Tuesday 10 January 2017

~ Pink Manifesto - web development 2 ~

Why you matter

The LGBT+ community is one often at the mercy to much hatred, homophobia and discrimination. The world looks towards visual culture to portray an honest and diverse representation of society; but often minorities and the LGBT+ community is overlooked.

‘The market-mediated depictions of gayness lack diversity and may serve to propagate the gay sartorial stereotype that has come to be aphoristically accepted as the public face of gayness’ (Ginder and Byun, 2015).

There is a distinct lack of LGBT+ representation in advertising, design, film, TV etc. and when featured its usually focused on the market of male, white, cis, affluent and young.
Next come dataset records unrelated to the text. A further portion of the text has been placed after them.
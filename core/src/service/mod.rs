pub mod aggregator;
pub mod backup;
pub mod entry_store;
pub mod progress;

mod entry_store_test;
'With multiple studies into TV and magazine based gay representation showing the focus on celebrity, ‘perfection’, affluence, males, being white and even the use of straight celebrities for endorsement being 40x more likely than trans people of colour being featured.'

You matter! Because the industry needs to change! Representation is important in showing healthy role models for the queer younger generations discovering who they really are and looking towards visual culture for answers. It also serves the purpose of normalising gender fluidity and homosexuality to general society, more visibility equals greater acceptance.
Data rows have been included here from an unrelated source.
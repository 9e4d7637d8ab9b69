//! Database layer for signon-gate
//!
//! This module defines the storage traits consumed by the trust-and-access
//! core and their SQLite implementation. The core treats both stores as
//! atomic black boxes: they provide their own consistency guarantees (a
//! single-writer SQLite connection here) and the core adds no locking of
//! its own around them.

pub mod migrations;
pub mod sqlite;

pub use sqlite::SqliteDatabase;

use async_trait::async_trait;
use chrono::{DateTime, Utc};

use crate::error::DbError;
use crate::models::ApiKeyRecord;

/// Persistence contract for API key records
///
/// Implemented by the SQLite store in production and by a mockall mock in
/// tests. Keys are immutable once inserted except for the last-used
/// bookkeeping column.
#[cfg_attr(test, mockall::automock)]
#[async_trait]
pub trait KeyStore: Send + Sync {
    /// Insert a new key record
    async fn insert(
        &self,
        id: &str,
        salt: &[u8],
        hash: &[u8],
        created_at: DateTime<Utc>,
    ) -> Result<(), DbError>;

    /// Fetch a key record by id
    async fn fetch(&self, id: &str) -> Result<Option<ApiKeyRecord>, DbError>;

    /// Delete a key record by id
    ///
    /// Returns `true` if a record existed and was deleted
    async fn delete(&self, id: &str) -> Result<bool, DbError>;

    /// Number of stored key records
    async fn count(&self) -> Result<u64, DbError>;

    /// List all key records, newest first
    async fn list(&self) -> Result<Vec<ApiKeyRecord>, DbError>;

    /// Update a key's last-used timestamp
    async fn touch(&self, id: &str, at: DateTime<Utc>) -> Result<(), DbError>;
}

/// Persistence contract for the allowed-origin whitelist
///
/// The whitelist is an ordered list of literal origin strings. Duplicate
/// suppression is this store's responsibility (the SQLite implementation
/// upserts on the origin column).
#[cfg_attr(test, mockall::automock)]
#[async_trait]
pub trait OriginStore: Send + Sync {
    /// List all allowed origins
    async fn list(&self) -> Result<Vec<String>, DbError>;

    /// Replace the whole whitelist
    async fn replace_all(&self, origins: &[String]) -> Result<(), DbError>;

    /// Number of whitelisted origins
    async fn count(&self) -> Result<u64, DbError>;

    /// Add an origin to the whitelist (upsert)
    async fn add(&self, origin: &str, created_at: DateTime<Utc>) -> Result<(), DbError>;

    /// Remove an origin from the whitelist
    ///
    /// Returns `true` if the origin was present and removed
    async fn remove(&self, origin: &str) -> Result<bool, DbError>;

    /// Check whether an origin is whitelisted (exact string match)
    async fn contains(&self, origin: &str) -> Result<bool, DbError>;
}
For the why you matter page of the website I wrote a small description of why signing the manifesto and following its rules is important for the LGBT+ community. I included quotes from my essay to back up the points made. 

Due to the large amount of type it seemed too overbearing and busy to use the typewriter animated effect for this page. Instead the page is just layed out simply for clarity and legibility and allows the user to scroll through and read. 

I have used Avenir Heavy for the most part of the branding/web design so far as its bold, legible and stands out against the background well; but for the quotes I made the most of this fonts large selection of weight variants. I used light oblique to make it clear to the user these were quotes and notably important.



This video shows how the scroll will visually work for users of the website.


Previous signatures



The previous signatures page is an opportunity to showcase all the brilliant people, companies and brands that have shown their support for the campaign. Itll allow them to express their opinions on the topic and include links to their online presences. Once again the page will work on a simple scroll and the titles for each individual signature will use the Light oblique variation of the typeface to show their separation and higherchy of importance. 

Merch store

I am hoping to produce some mock-ups/concepts for promotional merchandise, informed by the physical forms of activism researched in my dissertation (actup ncy, tshirts, badges, posters etc. physical activism). This page will act as the online store to buy all such items

How to advertise positively


Negative example

Although this example above has its positives...
- Large brand
- Normalising gay people
- Positive press

It also shows an example of the typical LGBT+ representation adverts use. Male, white, young, affluent; this representation is seen time and time again with no variation. Its damaging as it gives the rest of the LGBT+ population no visibility. It also creates an image of gay men that many cannot identify with. This advert is an example of a company simply hoping to capitalise on the market of affluent, young, gay men rather than to promote equality and acceptance. Those considered successful in targeting the LGBT+ community via visual culture are those who do so in an informed way. Considerate of diversity, community issues and the human rights principles within their establishments.







Positive example

This Sainsburys christmas advert is a perfect example of positive LGBT+ representation within an advertising campaign. The advert is not specifically targeting the community in order to capitalise on the market but instead is just inclusive in showing homosexual family set-ups among representation of a community. 

It is inclusive of race minorities and features both a gay and lesbian couple both with children. It's positive in that society as a whole completely dis-regards the idea gay couples gay even have children when that is just not the reality.

The rules



For the page featuring the rules I have created a 'virtual publication' using the origional layout I designed before deciding a posterzine format was more appropriate for the physical design. This emmersive animated design will appeal towards the creative audience I am targeting.